The HZDS has also backed Lexa, who is believed to have been close to the controversial former prime minister, Vladimír Mečiar, who appointed him head of the SIS.

"[The charges and accusations against Lexa] were mere speculation that stood on legs of clay. In this case, time has shown that Lexa did not do anything [illegal] and that he has nothing to do with the Remiáš case," the HZDS web site stated on the day Lexa was released for the third time since investigations into his activities started four years ago.

Lexa was first released from custody in July 1999, having spent three months in jail while several charges, including involvement in the former president's son's kidnapping, were being investigated.

When he was found in South Africa and flown back to Slovakia last year, Lexa was freed by a Supreme Court ruling. In August, the justices found that a judge had been wrong to take Lexa into custody as soon as he had returned to Slovakia.

Then, last December, Lexa was back in custody again, charged with misusing powers while in office, endangering state secrets, and plotting to discredit Slovakia's former president Michal Kováč, among other crimes.

At that time, investigators also claimed that in March 1996 Lexa ordered the Remiáš murder from underworld boss Miroslav Sýkora for at least Sk2 million (€47,600). If found guilty, Lexa could be sentenced to life in prison.

Interior Minister Vladimír Palko said he was not surprised at this latest twist in the Lexa saga, as he had always said solving the case was going to be a long and complicated process.

He added, however, that police investigating the Remiáš murder had made progress since December, and that three more witnesses had confirmed original testimony by an unnamed witness that Lexa was an instigator in the killing.

In an interview with the Slovak daily Nový čas, Lexa said that investigators had been dealing with the case "for seven years now, and there is still not one piece of evidence against me in the file".

Lexa's lawyers said that in the Remiáš case, investigators used the testimonials of untrustworthy people from the underworld, and Cuper even said that one unspecified witness had allegedly been bribed Sk3 million (€71,400) by "high-standing constitutional officials" to testify against Lexa.

But Attorney General Milan Hanzel, who has access to the Lexa files, said that he did not know anything about the allegations that bribery had taken place.

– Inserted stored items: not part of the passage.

#![allow(clippy::float_cmp)]
use approx::assert_relative_eq;
use mccode_core::{build_payload, DatFile, Error, HistogramSource, PayloadOptions, Schema};

fn one_d(rows: usize) -> String {
    let mut text = String::from(
        "# Format: McCode with text headers\n\
         # component: monitor\n\
         # type: array_1d(5)\n\
         # variables: I I_err N\n\
         # xlabel: x [m]\n\
         # xlimits: 0 4\n\
         # Param: sample=vanadium\n",
    );
    for i in 0..rows {
        text.push_str(&format!("{} {} {}\n", i * 10, i, i + 1));
    }
    text
}

fn two_d(variables: &str, blocks: usize) -> String {
    let mut text = format!(
        "# type: array_2d(3,2)\n\
         # variables: {variables}\n\
         # xlabel: X position [cm]\n\
         # ylabel: Y position [cm]\n\
         # xylimits: -1 1 0 10\n"
    );
    for block in 0..blocks {
        text.push_str(&format!("# Block {block}: values\n"));
        if block == 2 {
            text.push_str("0 0 0\n0 0 0\n");
        } else {
            text.push_str(&format!("{b}1 {b}2 {b}3\n{b}4 {b}5 {b}6\n", b = block + 1));
        }
    }
    text
}

#[test]
fn test_one_d_scenario() {
    let file = DatFile::from_text("/sim/monitor.dat", &one_d(5)).unwrap();
    assert_eq!(file.data().shape(), &[3, 5]);

    let payload = file
        .to_payload(Schema::Hs01, &PayloadOptions::new().with_timestamp(7))
        .unwrap();
    assert_eq!(payload.current_shape, vec![5]);
    assert_eq!(payload.dim_metadata.len(), 1);

    let x = &payload.dim_metadata[0];
    assert_eq!(x.length, 5);
    assert_eq!(x.label, "x");
    assert_eq!(x.unit, "m");
    assert_eq!(x.bin_boundaries.len(), 6);
    assert_relative_eq!(x.bin_boundaries[0], -0.5, epsilon = 1e-12);
    assert_relative_eq!(x.bin_boundaries[5], 4.5, epsilon = 1e-12);
    assert_eq!(payload.data.as_slice().unwrap(), &[0.0, 10.0, 20.0, 30.0, 40.0]);
}

#[test]
fn test_one_d_shape_mismatch() {
    let err = DatFile::from_text("/sim/monitor.dat", &one_d(4)).unwrap_err();
    match err {
        Error::ShapeMismatch {
            expected,
            found,
            declared,
            variables,
        } => {
            assert_eq!(expected, vec![5, 3]);
            assert_eq!(found, vec![4, 3]);
            assert_eq!(declared, "array_1d(5)");
            assert_eq!(variables, 3);
        }
        other => panic!("unexpected error: {other}"),
    }
}

#[test]
fn test_two_d_canonical_shape() {
    let file = DatFile::from_text("/sim/psd.dat", &two_d("I I_err", 2)).unwrap();
    assert_eq!(file.ndim(), 2);
    assert_eq!(file.data().shape(), &[2, 2, 3]);
    assert_eq!(file.variable("I").unwrap()[[1, 0]], 14.0);
    assert_eq!(file.variable("I_err").unwrap()[[0, 2]], 23.0);

    let payload = build_payload(&file, &PayloadOptions::new()).unwrap();
    assert_eq!(payload.current_shape, vec![2, 3]);

    let dims = &payload.dim_metadata;
    assert_eq!(dims.len(), 2);
    assert_eq!(dims[0].length, 3);
    assert_eq!(dims[0].label, "X position");
    assert_eq!(dims[1].length, 2);
    assert_relative_eq!(dims[0].bin_boundaries[0], -1.5, epsilon = 1e-12);
    assert_relative_eq!(dims[1].bin_boundaries[2], 15.0, epsilon = 1e-12);
}

#[test]
fn test_two_d_shape_mismatch() {
    let err = DatFile::from_text("/sim/psd.dat", &two_d("I I_err N", 2)).unwrap_err();
    assert!(matches!(err, Error::ShapeMismatch { .. }));
}

#[test]
fn test_two_d_normalise_zero_monitor() {
    let file = DatFile::from_text("/sim/psd.dat", &two_d("I I_err N", 3)).unwrap();
    let options = PayloadOptions::new().with_normalise(true);
    let payload = build_payload(&file, &options).unwrap();

    assert_eq!(payload.current_shape, vec![2, 3]);
    assert!(payload.data.iter().all(|v| v.is_infinite()));
    assert!(payload.errors.iter().all(|v| v.is_infinite()));
}

#[test]
fn test_unsupported_dimensionality() {
    let text = "# type: array_3d(2,2,2)\n# variables: I\n1 2\n";
    let err = DatFile::from_text("cube.dat", text).unwrap_err();
    assert!(matches!(err, Error::Dimensionality(3)));
}

#[test]
fn test_degenerate_axis() {
    let text = "# type: array_1d(1)\n# variables: I I_err\n# xlabel: x [m]\n# xlimits: 0 0\n3 1\n";
    let file = DatFile::from_text("single.dat", text).unwrap();
    let err = build_payload(&file, &PayloadOptions::new()).unwrap_err();
    assert!(matches!(err, Error::DegenerateAxis { length: 1, .. }));
}

#[test]
fn test_parameter_lookup() {
    let file = DatFile::from_text("/sim/monitor.dat", &one_d(5)).unwrap();
    assert_eq!(file.text("sample").unwrap(), "vanadium");
    assert_eq!(file.text("component").unwrap(), "monitor");
    assert_eq!(file.header().parameters().len(), 1);
}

Slovakia may have to wait months or even years before the Lexa case is solved, and his guilt or innocence confirmed by a court.

According to Grigorij Mesežnikov, head of the Institute for Public Affairs think tank in Bratislava, the country deserves to find out what really happened in the period when Slovakia lost most of its hope for integration to western Europe.

During the 1994-1998 Mečiar administration, when Lexa led the SIS, Slovakia was driven to international isolation, due to what Western democrats saw as the cabinet's lack of dedication to values shared by developed Western nations.

"Every crime needs to be investigated and solved, and perpetrators must be punished. This [Lexa] case is even more important because it traumatised the whole nation," Mesežnikov said.